Another factor not considered in this formula is that some Tier 1 and Tier 2 providers use MTUs much higher than 1500--thus the car pool analogy above. It's not uncommon for a DS3 frame relay link to use an MTU of 4000. Another factor not taken into consideration is that there are more hops than you can see in a traceroute. Bridges will not show in a traceroute, but are the same equipment used as routers in most cases, just set to bridge mode. And bridges can do transparent queuing, which means they'de add the same delay described in this formula...if it were accurate.

If you want to set your MTU for optimal performance, just do a ping with a payload equal to your MTU, if ping times increase above a normal ping lower your MTU, when ping times drop to about normal, you found the right MTU. No need for this erroneous formula...which is easily disproved by this procedure since increasing ping payload simulates a large download. I mean, I own a small fixed wireless company covering hundreds of square miles and when I ping a customer through 7 hops it doesn't take more than 15ms or so, depending on the link quality.

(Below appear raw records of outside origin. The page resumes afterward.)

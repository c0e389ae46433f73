use std::sync::Arc;

use anyhow::Result;
use hps_core::{
    document::DocumentEntry,
    formats::SupportedExtensionSet,
    ports::{FileCatalogPort, SandboxDirsPort, ViewerBridgePort},
};

/// Lists the openable files the browser screen shows: samples first,
/// then user documents. The active extension set is probed from the
/// viewer bridge, so exchange formats appear only when the importer is
/// actually linked in.
pub struct ListDocumentsUseCase {
    sandbox_dirs: Arc<dyn SandboxDirsPort>,
    catalog: Arc<dyn FileCatalogPort>,
    viewer_bridge: Arc<dyn ViewerBridgePort>,
}

impl ListDocumentsUseCase {
    pub fn new(
        sandbox_dirs: Arc<dyn SandboxDirsPort>,
        catalog: Arc<dyn FileCatalogPort>,
        viewer_bridge: Arc<dyn ViewerBridgePort>,
    ) -> Self {
        Self {
            sandbox_dirs,
            catalog,
            viewer_bridge,
        }
    }

    pub fn active_formats(&self) -> SupportedExtensionSet {
        if self.viewer_bridge.supports_exchange_import() {
            SupportedExtensionSet::with_exchange()
        } else {
            SupportedExtensionSet::base_only()
        }
    }

    pub async fn execute(&self) -> Result<Vec<DocumentEntry>> {
        let dirs = self.sandbox_dirs.get_sandbox_dirs()?;
        let formats = self.active_formats();
        self.catalog.list_openable(&dirs, &formats).await
    }
}
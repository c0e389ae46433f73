use std::path::{Path, PathBuf};
use std::time::Duration;

use anyhow::Result;
use async_trait::async_trait;

use crate::open::DownloadTicket;

/// Result of waiting on one download ticket.
#[derive(Debug, Clone, PartialEq, Eq)]
pub enum DownloadOutcome {
    /// The download finished and its artifact is at this path.
    Completed(PathBuf),
    /// The download finished without producing a usable file, or the
    /// ticket is unknown on this manager.
    Missing,
    /// No completion arrived within the allowed wait.
    TimedOut,
}

/// Asynchronous, ticket-keyed download service.
///
/// `enqueue` returns immediately; completion is observed per ticket via
/// `wait`. Implementations must deliver at most one completion per
/// ticket and must never surface a completion for a ticket other than
/// the one waited on.
#[async_trait]
pub trait DownloadManagerPort: Send + Sync {
    async fn enqueue(&self, uri: &str, destination_dir: &Path) -> Result<DownloadTicket>;

    async fn wait(&self, ticket: DownloadTicket, timeout: Duration) -> Result<DownloadOutcome>;

    /// Drop the subscription for a ticket. The underlying transfer is
    /// not interrupted.
    async fn cancel(&self, ticket: DownloadTicket);
}
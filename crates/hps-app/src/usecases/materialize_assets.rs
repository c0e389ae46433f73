use std::sync::Arc;

use anyhow::Result;
use hps_core::ports::{AssetMaterializerPort, MaterializeReport, SandboxDirsPort};
use log::debug;

use crate::startup::StartupState;

/// Copies the bundled asset categories into the documents root, at most
/// once per process. The once-guard lives on the composition root's
/// [`StartupState`]; later invocations report zero work.
pub struct MaterializeAssetsUseCase {
    sandbox_dirs: Arc<dyn SandboxDirsPort>,
    materializer: Arc<dyn AssetMaterializerPort>,
    startup: Arc<StartupState>,
}

impl MaterializeAssetsUseCase {
    pub fn new(
        sandbox_dirs: Arc<dyn SandboxDirsPort>,
        materializer: Arc<dyn AssetMaterializerPort>,
        startup: Arc<StartupState>,
    ) -> Self {
        Self {
            sandbox_dirs,
            materializer,
            startup,
        }
    }

    pub async fn execute(&self) -> Result<MaterializeReport> {
        if !self.startup.claim_assets_materialization() {
            debug!("bundled assets already materialized this process");
            return Ok(MaterializeReport::default());
        }

        let dirs = self.sandbox_dirs.get_sandbox_dirs()?;
        self.materializer.materialize(&dirs.documents_root).await
    }
}
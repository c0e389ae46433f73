use anyhow::Result;
use async_trait::async_trait;

/// Read-only source of bundled assets.
///
/// Paths are relative to the asset root, `/`-separated. A path whose
/// listing comes back empty is a leaf file; everything else is a
/// directory to recurse into.
#[async_trait]
pub trait AssetSourcePort: Send + Sync {
    async fn list(&self, path: &str) -> Result<Vec<String>>;

    async fn read(&self, path: &str) -> Result<Vec<u8>>;
}
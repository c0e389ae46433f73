pub mod http;

pub use http::HttpDownloadManager;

Good effort, but obviously written by somebody with little or no layer 2 knowledge or network architecture experience. Remember, all networks function at layer 2, not layer 3. IP traffic (layer 3) just rides along layer 2 networks--there are exceptions like MPLS, but you can't get MPLS to the home yet, so...

Later.
by Philip - 2011-03-11 09:47
Please do not take the above out of context. The formula above is correct, and intended to illustrate the relationship between packet size and latency, given a fixed bandwidth. It is not indended to consider all other factors that may also affect the connection, such as all types of router overhead, queuing, OSI layers, switching delay, speed of light, type of connection, moon phase, etc.

If you are transfering data through a router/device with Gigabit capacity (or wire speed, or optical), it will not experience the above delay to transfer that amount of data because of its higher capacity (Gigabit vs. T1). However, in a shared user environment any one client/datastream will not be able to use the full capacity of that router either, so the above theory becomes very relevant.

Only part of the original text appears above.